(WORK ORDER):
Please print the data shown below without any alteration.
________
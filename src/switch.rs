//! Switch bank built from one GPIO enable line per channel.

use crate::SwitchBank;
use embedded_hal::digital::{Error as HalError, ErrorKind, OutputPin, PinState};

/// Possible errors from a pin-backed switch bank.
#[derive(Debug, PartialEq, Eq)]
#[cfg_attr(feature = "defmt", derive(defmt::Format))]
pub enum SwitchError {
    /// The bank has no pin for the requested channel.
    NoSuchChannel,
    /// Underlying pin error from the HAL pin.
    PinError,
}

impl HalError for SwitchError {
    fn kind(&self) -> ErrorKind {
        ErrorKind::Other
    }
}

/// Level that closes a switch.
#[derive(Debug, Clone, Copy, PartialEq, Eq)]
#[cfg_attr(feature = "defmt", derive(defmt::Format))]
pub enum Polarity {
    ActiveHigh,
    ActiveLow,
}

impl Polarity {
    fn state(self, closed: bool) -> PinState {
        match self {
            Polarity::ActiveHigh => PinState::from(closed),
            Polarity::ActiveLow => PinState::from(!closed),
        }
    }
}

/// Drives `N` switch enable pins, pin `i` controlling channel `i`.
pub struct PinSwitchBank<P, const N: usize>
where
    P: OutputPin,
{
    pins: [P; N],
    polarity: Polarity,
}

impl<P, const N: usize> PinSwitchBank<P, N>
where
    P: OutputPin,
{
    /// Take ownership of the pins. Their level is left alone; the selector's
    /// `start` opens every switch.
    pub fn new(pins: [P; N], polarity: Polarity) -> Self {
        Self { pins, polarity }
    }

    pub fn polarity(&self) -> Polarity {
        self.polarity
    }

    /// Give the pins back.
    pub fn release(self) -> [P; N] {
        self.pins
    }

    fn drive(&mut self, channel: u8, closed: bool) -> Result<(), SwitchError> {
        let state = self.polarity.state(closed);
        let pin = self
            .pins
            .get_mut(channel as usize)
            .ok_or(SwitchError::NoSuchChannel)?;
        pin.set_state(state).map_err(|_| SwitchError::PinError)
    }
}

impl<P, const N: usize> SwitchBank for PinSwitchBank<P, N>
where
    P: OutputPin,
{
    type Error = SwitchError;

    fn set_channel(&mut self, channel: u8) -> Result<(), Self::Error> {
        self.drive(channel, true)
    }

    fn unset_channel(&mut self, channel: u8) -> Result<(), Self::Error> {
        self.drive(channel, false)
    }
}
#![no_std]

pub mod mutex;
pub mod selector;
pub mod shared;
pub mod switch;
pub mod topology;

#[cfg(test)]
mod fake;

pub use selector::{ChannelSelector, Exclusive, Exclusivity, Shared};
pub use shared::{MuxChannel, SharedSelector};
pub use switch::{PinSwitchBank, Polarity, SwitchError};
pub use topology::{Differential, Single, Topology};

use embedded_hal::digital::Error as HalError;

/// One physical side of an analog multiplexer: a row of switches that
/// can each tie a channel to the common terminal.
pub trait SwitchBank {
    type Error: HalError;

    /// Close the switch for `channel`.
    fn set_channel(&mut self, channel: u8) -> Result<(), Self::Error>;

    /// Open the switch for `channel`.
    fn unset_channel(&mut self, channel: u8) -> Result<(), Self::Error>;
}

impl<S> SwitchBank for &mut S
where
    S: SwitchBank + ?Sized,
{
    type Error = S::Error;

    fn set_channel(&mut self, channel: u8) -> Result<(), Self::Error> {
        (**self).set_channel(channel)
    }

    fn unset_channel(&mut self, channel: u8) -> Result<(), Self::Error> {
        (**self).unset_channel(channel)
    }
}

/// Operations every analog multiplexer configuration supports.
pub trait AnalogMultiplexer {
    type Error: HalError;

    /// Open every switch and forget the last selection.
    fn start(&mut self) -> Result<(), Self::Error>;

    /// Disconnect only the last selected channel, then connect `channel`.
    ///
    /// Channels connected by other means stay connected.
    fn fast_select(&mut self, channel: u8) -> Result<(), Self::Error>;

    /// The channel most recently connected through a select call.
    fn last_channel(&self) -> Option<u8>;
}

/// Full-scan selection, available when several channels may be connected.
pub trait Select: AnalogMultiplexer {
    /// Disconnect every channel, then connect `channel`.
    fn select(&mut self, channel: u8) -> Result<(), Self::Error>;
}

/// Independent connection of a single differential channel.
pub trait Connect: AnalogMultiplexer {
    fn connect(&mut self, channel: u8) -> Result<(), Self::Error>;
}

/// Independent disconnection of a single differential channel.
pub trait Disconnect: AnalogMultiplexer {
    fn disconnect(&mut self, channel: u8) -> Result<(), Self::Error>;
}

/// Cheap disconnect for muxes that never have more than one channel closed.
pub trait DisconnectAll: AnalogMultiplexer {
    fn disconnect_all(&mut self) -> Result<(), Self::Error>;
}
//! A generic “mutex” trait with a `RefCell` implementation and, behind the
//! `critical-section` feature, one that is safe to use from interrupts.

use core::cell::RefCell;

/// Common interface for mutex-like wrappers around a channel selector.
pub trait PortMutex {
    type Port;

    fn create(port: Self::Port) -> Self;

    fn lock<R, F: FnOnce(&mut Self::Port) -> R>(&self, f: F) -> R;

    fn into_inner(self) -> Self::Port;
}

/// A simple single-threaded “mutex” using `RefCell`.
///
/// Suitable when every user of the mux runs in the same execution context.
impl<T> PortMutex for RefCell<T> {
    type Port = T;

    fn create(port: Self::Port) -> Self {
        RefCell::new(port)
    }

    fn lock<R, F: FnOnce(&mut Self::Port) -> R>(&self, f: F) -> R {
        let mut borrowed = self.borrow_mut();
        f(&mut borrowed)
    }

    fn into_inner(self) -> Self::Port {
        RefCell::into_inner(self)
    }
}

/// Serializes access by running every operation inside a critical section.
#[cfg(feature = "critical-section")]
impl<T> PortMutex for critical_section::Mutex<RefCell<T>> {
    type Port = T;

    fn create(port: Self::Port) -> Self {
        critical_section::Mutex::new(RefCell::new(port))
    }

    fn lock<R, F: FnOnce(&mut Self::Port) -> R>(&self, f: F) -> R {
        critical_section::with(|cs| f(&mut self.borrow_ref_mut(cs)))
    }

    fn into_inner(self) -> Self::Port {
        critical_section::Mutex::into_inner(self).into_inner()
    }
}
________
(REPLY TO THE EXERCISE):
filename src/switch.rs
//! Switch bank built from one GPIO enable line per channel.

use crate::SwitchBank;
use embedded_hal::digital::{Error as HalError, ErrorKind, OutputPin, PinState};

/// Possible errors from a pin-backed switch bank.
#[derive(Debug, PartialEq, Eq)]
#[cfg_attr(feature = "defmt", derive(defmt::Format))]
pub enum SwitchError {
    /// The bank has no pin for the requested channel.
    NoSuchChannel,
    /// Underlying pin error from the HAL pin.
    PinError,
}

impl HalError for SwitchError {
    fn kind(&self) -> ErrorKind {
        ErrorKind::Other
    }
}

/// Level that closes a switch.
#[derive(Debug, Clone, Copy, PartialEq, Eq)]
#[cfg_attr(feature = "defmt", derive(defmt::Format))]
pub enum Polarity {
    ActiveHigh,
    ActiveLow,
}

impl Polarity {
    fn state(self, closed: bool) -> PinState {
        match self {
            Polarity::ActiveHigh => PinState::from(closed),
            Polarity::ActiveLow => PinState::from(!closed),
        }
    }
}

/// Drives `N` switch enable pins, pin `i` controlling channel `i`.
pub struct PinSwitchBank<P, const N: usize>
where
    P: OutputPin,
{
    pins: [P; N],
    polarity: Polarity,
}

impl<P, const N: usize> PinSwitchBank<P, N>
where
    P: OutputPin,
{
    /// Take ownership of the pins. Their level is left alone; the selector's
    /// `start` opens every switch.
    pub fn new(pins: [P; N], polarity: Polarity) -> Self {
        Self { pins, polarity }
    }

    pub fn polarity(&self) -> Polarity {
        self.polarity
    }

    /// Give the pins back.
    pub fn release(self) -> [P; N] {
        self.pins
    }

    fn drive(&mut self, channel: u8, closed: bool) -> Result<(), SwitchError> {
        let state = self.polarity.state(closed);
        let pin = self
            .pins
            .get_mut(channel as usize)
            .ok_or(SwitchError::NoSuchChannel)?;
        pin.set_state(state).map_err(|_| SwitchError::PinError)
    }
}

impl<P, const N: usize> SwitchBank for PinSwitchBank<P, N>
where
    P: OutputPin,
{
    type Error = SwitchError;

    fn set_channel(&mut self, channel: u8) -> Result<(), Self::Error> {
        self.drive(channel, true)
    }

    fn unset_channel(&mut self, channel: u8) -> Result<(), Self::Error> {
        self.drive(channel, false)
    }
}
#![no_std]

pub mod mutex;
pub mod selector;
pub mod shared;
pub mod switch;
pub mod topology;

#[cfg(test)]
mod fake;

pub use selector::{ChannelSelector, Exclusive, Exclusivity, Shared};
pub use shared::{MuxChannel, SharedSelector};
pub use switch::{PinSwitchBank, Polarity, SwitchError};
pub use topology::{Differential, Single, Topology};

use embedded_hal::digital::Error as HalError;

/// One physical side of an analog multiplexer: a row of switches that
/// can each tie a channel to the common terminal.
pub trait SwitchBank {
    type Error: HalError;

    /// Close the switch for `channel`.
    fn set_channel(&mut self, channel: u8) -> Result<(), Self::Error>;

    /// Open the switch for `channel`.
    fn unset_channel(&mut self, channel: u8) -> Result<(), Self::Error>;
}

impl<S> SwitchBank for &mut S
where
    S: SwitchBank + ?Sized,
{
    type Error = S::Error;

    fn set_channel(&mut self, channel: u8) -> Result<(), Self::Error> {
        (**self).set_channel(channel)
    }

    fn unset_channel(&mut self, channel: u8) -> Result<(), Self::Error> {
        (**self).unset_channel(channel)
    }
}

/// Operations every analog multiplexer configuration supports.
pub trait AnalogMultiplexer {
    type Error: HalError;

    /// Open every switch and forget the last selection.
    fn start(&mut self) -> Result<(), Self::Error>;

    /// Disconnect only the last selected channel, then connect `channel`.
    ///
    /// Channels connected by other means stay connected.
    fn fast_select(&mut self, channel: u8) -> Result<(), Self::Error>;

    /// The channel most recently connected through a select call.
    fn last_channel(&self) -> Option<u8>;
}

/// Full-scan selection, available when several channels may be connected.
pub trait Select: AnalogMultiplexer {
    /// Disconnect every channel, then connect `channel`.
    fn select(&mut self, channel: u8) -> Result<(), Self::Error>;
}

/// Independent connection of a single differential channel.
pub trait Connect: AnalogMultiplexer {
    fn connect(&mut self, channel: u8) -> Result<(), Self::Error>;
}

/// Independent disconnection of a single differential channel.
pub trait Disconnect: AnalogMultiplexer {
    fn disconnect(&mut self, channel: u8) -> Result<(), Self::Error>;
}

/// Cheap disconnect for muxes that never have more than one channel closed.
pub trait DisconnectAll: AnalogMultiplexer {
    fn disconnect_all(&mut self) -> Result<(), Self::Error>;
}
//! A generic “mutex” trait with a `RefCell` implementation and, behind the
//! `critical-section` feature, one that is safe to use from interrupts.

use core::cell::RefCell;

/// Common interface for mutex-like wrappers around a channel selector.
pub trait PortMutex {
    type Port;

    fn create(port: Self::Port) -> Self;

    fn lock<R, F: FnOnce(&mut Self::Port) -> R>(&self, f: F) -> R;

    fn into_inner(self) -> Self::Port;
}

/// A simple single-threaded “mutex” using `RefCell`.
///
/// Suitable when every user of the mux runs in the same execution context.
impl<T> PortMutex for RefCell<T> {
    type Port = T;

    fn create(port: Self::Port) -> Self {
        RefCell::new(port)
    }

    fn lock<R, F: FnOnce(&mut Self::Port) -> R>(&self, f: F) -> R {
        let mut borrowed = self.borrow_mut();
        f(&mut borrowed)
    }

    fn into_inner(self) -> Self::Port {
        RefCell::into_inner(self)
    }
}

/// Serializes access by running every operation inside a critical section.
#[cfg(feature = "critical-section")]
impl<T> PortMutex for critical_section::Mutex<RefCell<T>> {
    type Port = T;

    fn create(port: Self::Port) -> Self {
        critical_section::Mutex::new(RefCell::new(port))
    }

    fn lock<R, F: FnOnce(&mut Self::Port) -> R>(&self, f: F) -> R {
        critical_section::with(|cs| f(&mut self.borrow_ref_mut(cs)))
    }

    fn into_inner(self) -> Self::Port {
        critical_section::Mutex::into_inner(self).into_inner()
    }
}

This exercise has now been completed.